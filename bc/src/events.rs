//! Agent metadata and stateful event model
//!
//! Only the shape the correlation layer needs lives here: which module an
//! event belongs to, where it is routed, and its raw data object.

use std::fmt;

use serde::{Deserialize, Serialize};
use serde_json::{Map, Value};

/// Raw event data as received from the agent
pub type EventData = Map<String, Value>;

/// Operating system details reported by an agent
#[derive(Debug, Clone, Default, PartialEq, Serialize, Deserialize)]
pub struct Os {
    pub name: Option<String>,
    pub platform: Option<String>,
    pub version: Option<String>,
}

/// Host details reported by an agent
#[derive(Debug, Clone, Default, PartialEq, Serialize, Deserialize)]
pub struct Host {
    pub architecture: Option<String>,
    pub hostname: Option<String>,
    #[serde(default)]
    pub ip: Vec<String>,
    pub os: Option<Os>,
}

/// Identity of the agent that produced an event
#[derive(Debug, Clone, Default, PartialEq, Serialize, Deserialize)]
pub struct AgentMetadata {
    pub id: String,
    #[serde(default)]
    pub groups: Vec<String>,
    #[serde(default)]
    pub name: Option<String>,
    #[serde(rename = "type", default)]
    pub agent_type: Option<String>,
    #[serde(default)]
    pub version: Option<String>,
    #[serde(default)]
    pub host: Option<Host>,
}

impl AgentMetadata {
    pub fn new(id: impl Into<String>, groups: Vec<String>) -> Self {
        Self {
            id: id.into(),
            groups,
            ..Default::default()
        }
    }
}

/// Modules able to send stateful events
#[derive(Debug, Clone, Copy, PartialEq, Eq, Hash, Serialize, Deserialize)]
#[serde(rename_all = "kebab-case")]
pub enum ModuleName {
    Fim,
    Inventory,
    Sca,
    Vulnerability,
}

impl ModuleName {
    pub fn as_str(&self) -> &'static str {
        match self {
            ModuleName::Fim => "fim",
            ModuleName::Inventory => "inventory",
            ModuleName::Sca => "sca",
            ModuleName::Vulnerability => "vulnerability",
        }
    }
}

impl fmt::Display for ModuleName {
    fn fmt(&self, f: &mut fmt::Formatter<'_>) -> fmt::Result {
        f.write_str(self.as_str())
    }
}

/// Inventory collectors, each with its own index
#[derive(Debug, Clone, Copy, PartialEq, Eq, Hash, Serialize, Deserialize)]
#[serde(rename_all = "kebab-case")]
pub enum InventoryKind {
    Hardware,
    Hotfixes,
    Networks,
    Packages,
    Ports,
    Processes,
    System,
}

impl InventoryKind {
    pub const ALL: [InventoryKind; 7] = [
        InventoryKind::Hardware,
        InventoryKind::Hotfixes,
        InventoryKind::Networks,
        InventoryKind::Packages,
        InventoryKind::Ports,
        InventoryKind::Processes,
        InventoryKind::System,
    ];

    fn index_name(&self) -> &'static str {
        match self {
            InventoryKind::Hardware => "wazuh-states-inventory-hardware",
            InventoryKind::Hotfixes => "wazuh-states-inventory-hotfixes",
            InventoryKind::Networks => "wazuh-states-inventory-networks",
            InventoryKind::Packages => "wazuh-states-inventory-packages",
            InventoryKind::Ports => "wazuh-states-inventory-ports",
            InventoryKind::Processes => "wazuh-states-inventory-processes",
            InventoryKind::System => "wazuh-states-inventory-system",
        }
    }
}

pub const FIM_INDEX: &str = "wazuh-states-fim";
pub const SCA_INDEX: &str = "wazuh-states-sca";
pub const VULNERABILITY_INDEX: &str = "wazuh-states-vulnerabilities";

/// A stateful event, tagged by the module that produced it
#[derive(Debug, Clone, PartialEq, Serialize, Deserialize)]
#[serde(tag = "module", rename_all = "kebab-case")]
pub enum DomainEvent {
    Fim { data: EventData },
    Inventory { kind: InventoryKind, data: EventData },
    Sca { data: EventData },
    Vulnerability { data: EventData },
}

impl DomainEvent {
    pub fn module(&self) -> ModuleName {
        match self {
            DomainEvent::Fim { .. } => ModuleName::Fim,
            DomainEvent::Inventory { .. } => ModuleName::Inventory,
            DomainEvent::Sca { .. } => ModuleName::Sca,
            DomainEvent::Vulnerability { .. } => ModuleName::Vulnerability,
        }
    }

    pub fn data(&self) -> &EventData {
        match self {
            DomainEvent::Fim { data }
            | DomainEvent::Inventory { data, .. }
            | DomainEvent::Sca { data }
            | DomainEvent::Vulnerability { data } => data,
        }
    }

    /// Index the event is routed to
    pub fn index_name(&self) -> &'static str {
        match self {
            DomainEvent::Fim { .. } => FIM_INDEX,
            DomainEvent::Inventory { kind, .. } => kind.index_name(),
            DomainEvent::Sca { .. } => SCA_INDEX,
            DomainEvent::Vulnerability { .. } => VULNERABILITY_INDEX,
        }
    }
}

/// Full routing table, `(module[/kind], index)`
pub fn routing_table() -> Vec<(String, &'static str)> {
    let mut table = vec![(ModuleName::Fim.to_string(), FIM_INDEX)];
    for kind in InventoryKind::ALL {
        let label = serde_json::to_value(kind)
            .ok()
            .and_then(|v| v.as_str().map(str::to_string))
            .unwrap_or_default();
        table.push((format!("{}/{}", ModuleName::Inventory, label), kind.index_name()));
    }
    table.push((ModuleName::Sca.to_string(), SCA_INDEX));
    table.push((ModuleName::Vulnerability.to_string(), VULNERABILITY_INDEX));
    table
}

◆ Exercise
Please give only the number of lines above that contain "impl".

◆ Expected answer
6